**Work instruction**
Exactly reproduce the lines from the top of the entries below through the line containing "impl std::fmt::Display for", with both ends included.

**Information supplied**
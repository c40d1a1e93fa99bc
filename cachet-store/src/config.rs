//! Store configuration types.

use crate::error::{CacheError, CacheResult};
use std::time::Duration;

/// Store backend type.
#[derive(Debug, Clone, PartialEq, Eq)]
pub enum StoreBackend {
    /// Process-local map
    Memory,
    /// Redis backend
    Redis,
}

impl std::fmt::Display for StoreBackend {
    fn fmt(&self, f: &mut std::fmt::Formatter<'_>) -> std::fmt::Result {
        match self {
            StoreBackend::Memory => write!(f, "Memory"),
            StoreBackend::Redis => write!(f, "Redis"),
        }
    }
}

/// Store configuration.
#[derive(Debug, Clone)]
pub struct StoreConfig {
    /// Store backend type
    pub backend: StoreBackend,

    /// Connection URL (empty for the in-memory backend)
    pub url: String,

    /// Namespace prepended to every key handed to the backend
    pub key_prefix: Option<String>,

    /// Maximum number of entries (in-memory backend only)
    pub max_entries: Option<usize>,

    /// Connection timeout
    pub connection_timeout: Duration,
}

impl StoreConfig {
    /// Configuration for the in-memory backend.
    pub fn memory() -> Self {
        Self {
            backend: StoreBackend::Memory,
            url: String::new(),
            key_prefix: None,
            max_entries: None,
            connection_timeout: Duration::from_secs(5),
        }
    }

    /// Create a new Redis store configuration.
    ///
    /// # Examples
    ///
    /// ```
    /// use cachet_store::StoreConfig;
    ///
    /// let config = StoreConfig::redis("redis://localhost:6379").unwrap();
    /// assert_eq!(config.url, "redis://localhost:6379");
    /// ```
    pub fn redis(url: impl Into<String>) -> CacheResult<Self> {
        let url = url.into();
        if !(url.starts_with("redis://") || url.starts_with("rediss://")) {
            return Err(CacheError::Config(format!(
                "expected a redis:// or rediss:// URL, got {:?}",
                url
            )));
        }

        Ok(Self {
            backend: StoreBackend::Redis,
            url,
            key_prefix: None,
            max_entries: None,
            connection_timeout: Duration::from_secs(5),
        })
    }

    /// Set the key prefix.
    pub fn with_key_prefix(mut self, prefix: impl Into<String>) -> Self {
        self.key_prefix = Some(prefix.into());
        self
    }

    /// Bound the number of entries kept by the in-memory backend.
    pub fn with_max_entries(mut self, max: usize) -> Self {
        self.max_entries = Some(max);
        self
    }

    /// Set the connection timeout.
    pub fn with_connection_timeout(mut self, timeout: Duration) -> Self {
        self.connection_timeout = timeout;
        self
    }

    /// Build the final key with prefix if configured.
    pub fn build_key(&self, key: &str) -> String {
        match &self.key_prefix {
            Some(prefix) => format!("{}:{}", prefix, key),
            None => key.to_string(),
        }
    }
}

impl Default for StoreConfig {
    fn default() -> Self {
        Self::memory()
    }
}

**Output for this task**
repository c40d1a1e93fa99bc
filename cachet-store/src/config.rs
//! Store configuration types.

use crate::error::{CacheError, CacheResult};
use std::time::Duration;

/// Store backend type.
#[derive(Debug, Clone, PartialEq, Eq)]
pub enum StoreBackend {
    /// Process-local map
    Memory,
    /// Redis backend
    Redis,
}

impl std::fmt::Display for StoreBackend {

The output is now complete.